-- Opening Marker --
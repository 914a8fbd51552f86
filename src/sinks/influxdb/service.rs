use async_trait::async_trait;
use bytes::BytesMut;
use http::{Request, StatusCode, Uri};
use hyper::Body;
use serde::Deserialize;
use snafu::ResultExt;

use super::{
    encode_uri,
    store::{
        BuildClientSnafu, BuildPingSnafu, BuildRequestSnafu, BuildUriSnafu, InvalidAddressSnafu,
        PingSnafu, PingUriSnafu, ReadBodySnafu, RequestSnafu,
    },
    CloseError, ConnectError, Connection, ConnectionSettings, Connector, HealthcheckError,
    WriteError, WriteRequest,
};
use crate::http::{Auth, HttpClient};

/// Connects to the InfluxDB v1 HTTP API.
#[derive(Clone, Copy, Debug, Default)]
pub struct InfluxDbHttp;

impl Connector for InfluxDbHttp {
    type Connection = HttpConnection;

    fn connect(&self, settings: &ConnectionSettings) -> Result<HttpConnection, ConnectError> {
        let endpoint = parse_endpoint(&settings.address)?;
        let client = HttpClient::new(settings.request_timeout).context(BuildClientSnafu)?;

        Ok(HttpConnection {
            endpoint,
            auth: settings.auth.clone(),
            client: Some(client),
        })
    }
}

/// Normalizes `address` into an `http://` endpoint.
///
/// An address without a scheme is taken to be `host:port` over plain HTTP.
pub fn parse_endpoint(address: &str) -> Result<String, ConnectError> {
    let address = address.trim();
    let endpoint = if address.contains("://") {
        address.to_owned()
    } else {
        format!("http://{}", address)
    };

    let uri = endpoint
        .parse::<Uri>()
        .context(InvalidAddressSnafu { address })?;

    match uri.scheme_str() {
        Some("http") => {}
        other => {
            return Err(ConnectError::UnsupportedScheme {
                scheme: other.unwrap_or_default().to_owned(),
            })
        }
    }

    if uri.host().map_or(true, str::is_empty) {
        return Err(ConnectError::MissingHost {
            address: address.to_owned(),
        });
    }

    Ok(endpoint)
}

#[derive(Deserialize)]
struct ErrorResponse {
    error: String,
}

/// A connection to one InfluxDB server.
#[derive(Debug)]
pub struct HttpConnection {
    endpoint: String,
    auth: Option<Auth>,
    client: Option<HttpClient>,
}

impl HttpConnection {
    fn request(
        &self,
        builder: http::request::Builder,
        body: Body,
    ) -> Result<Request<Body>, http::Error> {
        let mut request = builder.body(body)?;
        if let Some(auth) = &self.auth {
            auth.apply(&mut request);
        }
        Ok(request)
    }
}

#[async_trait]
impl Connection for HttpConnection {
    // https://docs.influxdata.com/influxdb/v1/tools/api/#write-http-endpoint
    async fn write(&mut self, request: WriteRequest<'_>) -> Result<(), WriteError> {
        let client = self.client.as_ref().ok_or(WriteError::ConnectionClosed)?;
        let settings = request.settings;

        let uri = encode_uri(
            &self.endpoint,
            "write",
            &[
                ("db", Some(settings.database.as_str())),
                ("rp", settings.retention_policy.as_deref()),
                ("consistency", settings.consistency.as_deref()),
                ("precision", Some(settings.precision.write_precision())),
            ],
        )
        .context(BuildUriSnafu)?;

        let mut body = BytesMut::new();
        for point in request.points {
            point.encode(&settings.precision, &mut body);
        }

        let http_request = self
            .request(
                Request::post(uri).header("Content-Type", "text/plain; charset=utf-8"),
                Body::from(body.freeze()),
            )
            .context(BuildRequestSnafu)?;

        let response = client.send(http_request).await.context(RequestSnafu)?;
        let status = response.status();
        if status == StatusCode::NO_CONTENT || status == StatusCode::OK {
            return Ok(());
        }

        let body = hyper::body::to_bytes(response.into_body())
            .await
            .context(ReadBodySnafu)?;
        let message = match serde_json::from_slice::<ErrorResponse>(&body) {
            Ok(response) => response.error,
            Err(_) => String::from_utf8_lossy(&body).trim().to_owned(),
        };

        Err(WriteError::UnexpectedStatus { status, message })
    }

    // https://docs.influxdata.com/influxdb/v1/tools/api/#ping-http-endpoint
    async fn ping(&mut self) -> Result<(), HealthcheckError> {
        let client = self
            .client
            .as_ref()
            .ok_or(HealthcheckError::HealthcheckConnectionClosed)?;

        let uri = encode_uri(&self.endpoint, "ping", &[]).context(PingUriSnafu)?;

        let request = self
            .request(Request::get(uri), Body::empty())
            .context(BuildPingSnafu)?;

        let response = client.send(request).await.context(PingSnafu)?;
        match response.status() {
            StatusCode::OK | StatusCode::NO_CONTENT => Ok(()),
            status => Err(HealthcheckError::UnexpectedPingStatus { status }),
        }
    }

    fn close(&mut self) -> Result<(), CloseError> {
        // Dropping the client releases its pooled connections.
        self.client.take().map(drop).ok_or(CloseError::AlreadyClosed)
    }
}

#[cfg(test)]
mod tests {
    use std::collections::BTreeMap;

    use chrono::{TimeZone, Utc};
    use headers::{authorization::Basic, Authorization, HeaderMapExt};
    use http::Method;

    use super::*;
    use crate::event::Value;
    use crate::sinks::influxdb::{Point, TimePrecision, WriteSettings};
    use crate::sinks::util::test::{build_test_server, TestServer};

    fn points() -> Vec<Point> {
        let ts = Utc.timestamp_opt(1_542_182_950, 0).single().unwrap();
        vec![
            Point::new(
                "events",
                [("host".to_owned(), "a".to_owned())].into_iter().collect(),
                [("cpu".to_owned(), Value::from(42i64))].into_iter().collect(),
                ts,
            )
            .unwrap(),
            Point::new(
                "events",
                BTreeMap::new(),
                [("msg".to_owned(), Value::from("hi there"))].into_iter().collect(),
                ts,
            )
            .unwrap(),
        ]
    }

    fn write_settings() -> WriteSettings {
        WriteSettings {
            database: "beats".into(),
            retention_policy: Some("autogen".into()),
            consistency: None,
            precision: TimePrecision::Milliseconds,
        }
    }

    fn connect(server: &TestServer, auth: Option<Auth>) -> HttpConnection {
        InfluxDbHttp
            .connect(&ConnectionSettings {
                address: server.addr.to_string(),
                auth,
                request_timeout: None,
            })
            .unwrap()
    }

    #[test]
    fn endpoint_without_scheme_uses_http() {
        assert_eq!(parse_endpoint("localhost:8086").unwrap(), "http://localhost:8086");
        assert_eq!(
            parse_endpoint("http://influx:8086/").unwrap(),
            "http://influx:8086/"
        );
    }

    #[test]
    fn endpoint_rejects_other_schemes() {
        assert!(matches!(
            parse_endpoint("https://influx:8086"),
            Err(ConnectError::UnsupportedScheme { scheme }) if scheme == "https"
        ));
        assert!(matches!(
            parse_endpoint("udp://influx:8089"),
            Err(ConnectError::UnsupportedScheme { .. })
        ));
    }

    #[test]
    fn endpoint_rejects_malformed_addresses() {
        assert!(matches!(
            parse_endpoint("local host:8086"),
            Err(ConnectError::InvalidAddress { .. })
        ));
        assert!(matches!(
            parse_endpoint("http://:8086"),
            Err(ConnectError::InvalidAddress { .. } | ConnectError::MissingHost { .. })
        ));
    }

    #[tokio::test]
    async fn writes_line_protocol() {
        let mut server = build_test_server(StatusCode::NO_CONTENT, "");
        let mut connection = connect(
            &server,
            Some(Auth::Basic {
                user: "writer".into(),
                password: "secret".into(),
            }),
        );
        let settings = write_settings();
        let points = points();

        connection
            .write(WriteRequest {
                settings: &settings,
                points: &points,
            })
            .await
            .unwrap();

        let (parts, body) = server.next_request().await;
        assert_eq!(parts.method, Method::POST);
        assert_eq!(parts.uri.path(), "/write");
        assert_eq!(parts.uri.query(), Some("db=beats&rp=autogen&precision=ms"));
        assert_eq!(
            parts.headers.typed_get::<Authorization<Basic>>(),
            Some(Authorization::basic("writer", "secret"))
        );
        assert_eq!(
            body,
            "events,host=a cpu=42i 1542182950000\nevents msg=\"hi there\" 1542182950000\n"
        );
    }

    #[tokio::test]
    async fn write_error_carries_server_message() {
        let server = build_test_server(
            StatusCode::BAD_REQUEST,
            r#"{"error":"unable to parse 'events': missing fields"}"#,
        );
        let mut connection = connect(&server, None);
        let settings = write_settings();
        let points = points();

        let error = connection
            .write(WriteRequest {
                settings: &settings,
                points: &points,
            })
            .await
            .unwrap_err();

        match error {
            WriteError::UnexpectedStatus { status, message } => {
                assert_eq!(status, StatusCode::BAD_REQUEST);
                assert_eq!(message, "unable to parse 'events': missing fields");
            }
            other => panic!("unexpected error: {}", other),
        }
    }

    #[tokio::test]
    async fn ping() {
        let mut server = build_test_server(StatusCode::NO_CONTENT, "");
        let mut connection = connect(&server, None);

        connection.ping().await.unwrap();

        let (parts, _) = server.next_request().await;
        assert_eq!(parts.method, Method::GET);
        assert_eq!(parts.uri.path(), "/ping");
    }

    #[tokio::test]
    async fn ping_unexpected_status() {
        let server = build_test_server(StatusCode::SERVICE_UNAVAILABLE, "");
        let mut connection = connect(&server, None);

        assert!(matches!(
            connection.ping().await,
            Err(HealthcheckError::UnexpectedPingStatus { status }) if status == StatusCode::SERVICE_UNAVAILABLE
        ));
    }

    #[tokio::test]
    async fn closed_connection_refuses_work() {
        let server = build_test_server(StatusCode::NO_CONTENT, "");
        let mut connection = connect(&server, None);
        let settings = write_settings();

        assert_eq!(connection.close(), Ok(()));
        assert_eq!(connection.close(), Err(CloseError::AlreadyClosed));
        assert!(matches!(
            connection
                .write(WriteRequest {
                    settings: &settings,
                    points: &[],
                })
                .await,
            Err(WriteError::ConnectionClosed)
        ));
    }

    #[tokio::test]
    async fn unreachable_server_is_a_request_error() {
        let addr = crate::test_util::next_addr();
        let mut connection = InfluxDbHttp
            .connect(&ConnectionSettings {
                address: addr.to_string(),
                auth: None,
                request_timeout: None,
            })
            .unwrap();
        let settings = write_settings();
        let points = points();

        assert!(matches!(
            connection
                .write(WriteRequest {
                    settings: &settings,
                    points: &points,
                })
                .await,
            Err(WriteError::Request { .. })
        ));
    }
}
-- Closing Marker --
● **Activity**
Across the listing above, state how many lines include the word "database", with nothing but the number in reply.

● **Result of the exercise**
2